Entreprise familiale depuis 1955, le groupe Doux s’illustre comme l’un des piliers de la filière avicole française. Au cours de son histoire, il a connu un fort développement à l’international contrarié, notamment, par une remise en question des subventions européennes et l’arrivée brutale de la grippe aviaire. Récit d’une société française tiraillée entre la recherche toujours plus forte de compétitivité à l’international et la pression liée aux difficultés financières.

40 ans de croissance pour l’entreprise Doux

Zoom sur la filière avicole en France

La filière avicole représente selon les statistiques Volaille Française : 60 000 salariés et 14 000 éleveurs en France en 2014.

Au niveau industriel, la France compte 170 entreprises industrielles et la concurrence est rude : le groupe Duc, LDC, Doux et Gastronome sortent en tête du peloton des industriels de la volaille bleu blanc rouge.
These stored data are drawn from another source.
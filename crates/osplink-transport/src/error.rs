use std::path::PathBuf;

use osplink_frame::FrameError;

/// Errors that can occur while setting up a transport.
///
/// Failures during an exchange are reported as a [`Status`](crate::Status)
/// instead, since the operator sees them as part of the command output.
#[derive(Debug, thiserror::Error)]
pub enum TransportError {
    /// Failed to connect to the bus bridge.
    #[error("failed to connect to {path}: {source}")]
    Connect {
        path: PathBuf,
        source: std::io::Error,
    },

    /// An I/O error occurred on the transport stream.
    #[error("transport I/O error: {0}")]
    Io(#[from] std::io::Error),

    /// The bridge sent bytes that do not form a telegram.
    #[error(transparent)]
    Frame(#[from] FrameError),
}

pub type Result<T> = std::result::Result<T, TransportError>;
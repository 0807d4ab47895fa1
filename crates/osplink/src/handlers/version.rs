use osplink_shell::{is_quiet, outln, Shell};

use crate::station::Station;

const LONG_HELP: &str = "\
SYNTAX: version
- lists the version of the application and the libraries it is built from
NOTES:
- supports @-prefix to print only the application version
";

pub fn register(shell: &mut Shell<Station>) -> osplink_shell::Result<usize> {
    shell.register("version", main, "version of the application and its libraries", LONG_HELP)
}

fn app_line(station: &Station) -> String {
    match &station.app {
        Some(app) => format!("{} {}", app.name, app.version),
        None => "no application version registered".to_string(),
    }
}

fn main(shell: &mut Shell<Station>, station: &mut Station, args: &[&str]) {
    if let [_, arg, ..] = args {
        outln!(shell, "ERROR: 'version' has unknown argument ('{arg}')");
        return;
    }
    if is_quiet(args) {
        outln!(shell, "{}", app_line(station));
        return;
    }

    outln!(shell, "app     : {}", app_line(station));
    outln!(
        shell,
        "runtime : {} {}",
        std::env::consts::OS,
        std::env::consts::ARCH
    );
    outln!(
        shell,
        "target  : {}",
        option_env!("OSPLINK_BUILD_TARGET").unwrap_or("unknown")
    );
    outln!(shell, "frame   : {}", osplink_frame::VERSION);
    outln!(
        shell,
        "variants: {} ({} telegrams)",
        osplink_variants::VERSION,
        station.variants.named().count()
    );
    outln!(shell, "shell   : {}", osplink_shell::VERSION);
    if let Some(extra) = &station.version_extra {
        for line in extra() {
            outln!(shell, "{line}");
        }
    }
}
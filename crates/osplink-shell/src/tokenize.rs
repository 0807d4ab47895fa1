use crate::error::{Result, ShellError};

/// Split a command line into arguments.
///
/// Everything from `//` onwards is a comment. Arguments are separated by
/// runs of spaces and tabs. More than `max_args` arguments is an error.
pub fn tokenize(line: &str, max_args: usize) -> Result<Vec<&str>> {
    let line = match line.find("//") {
        Some(pos) => &line[..pos],
        None => line,
    };

    let mut args = Vec::new();
    for word in line.split([' ', '\t']).filter(|w| !w.is_empty()) {
        if args.len() == max_args {
            return Err(ShellError::TooManyArgs { max: max_args });
        }
        args.push(word);
    }
    Ok(args)
}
Les débuts de l’entreprise Doux

La petite entreprise démarre en 1955 à Châteaulin, dans le Finistère.

Les premières années, elle se lance via son activité de négoce de volaille sous les ordres de son fondateur, Pierre Doux. De fait, l’entreprise se positionne en tant que véritable intermédiaire entre les abattoirs et les spécialistes des métiers de bouche (bouchers, volaillers, traiteurs).

Puis, l’activité de l’entreprise évolue rapidement avec l’ouverture du premier abattoir de volaille. Le groupe travaille avec des éleveurs bretons et assure l’abattage des animaux au sein de ses usines.

Pour l’époque c’est une révolution : la machine est efficace avec l’abattage de 100 poulets à l’heure !

Cette nouvelle activité donne des ailes au groupe qui souhaite partir à la conquête du marché international.

1960 : l’ouverture à l’international

Pour augmenter les rendements, le groupe Doux s’inspire du géant américain avec la production de poulets hybrides. Ces poules sont à la fois pondeuses et utilisées pour leur viande.

L’entreprise se fait aider par l’Institut de Sélection Animale (ISA) afin de sélectionner les meilleurs animaux et de pratiquer un nouvel élevage hors-sol. On est complètement dans l’élevage industriel, avec 22 poulets au m² dans des bâtiments de 1 200 m2. Le rendement est efficace et le groupe étend son activité au sein de la filière avicole. Ces procédés sont de plus en plus mal vus par les consommateurs qui pointent du doigt la souffrance animale et la moindre qualité du produit.

La congélation est un procédé en pleine expansion en 1960 et le groupe saisit cette opportunité pour réaliser ses premières exportations.

L’aventure commence par l’acquisition de machines de congélation aux États-Unis.

1975 : Charles DOUX succède à son père à la tête de l’entreprise

En 1975, la société familiale place Charles Doux – fils du père fondateur – en tant que nouveau dirigeant.

Il lance de grands projets d’expansion à l’international avec la conquête de nouveaux marchés vers le Moyen-Orient : Yémen, Koweït, Émirats Arabes Unis, Irak et Iran. La demande est présente avec près de 325 millions d’habitants.

1991 : prise de contrôle partiel de la marque Père Dodu pour le groupe

Pour diversifier ses activités, Doux rachète la marque Père Dodu en 1991 – produits préparés à base de volailles (nuggets, burgers, escalopes panées).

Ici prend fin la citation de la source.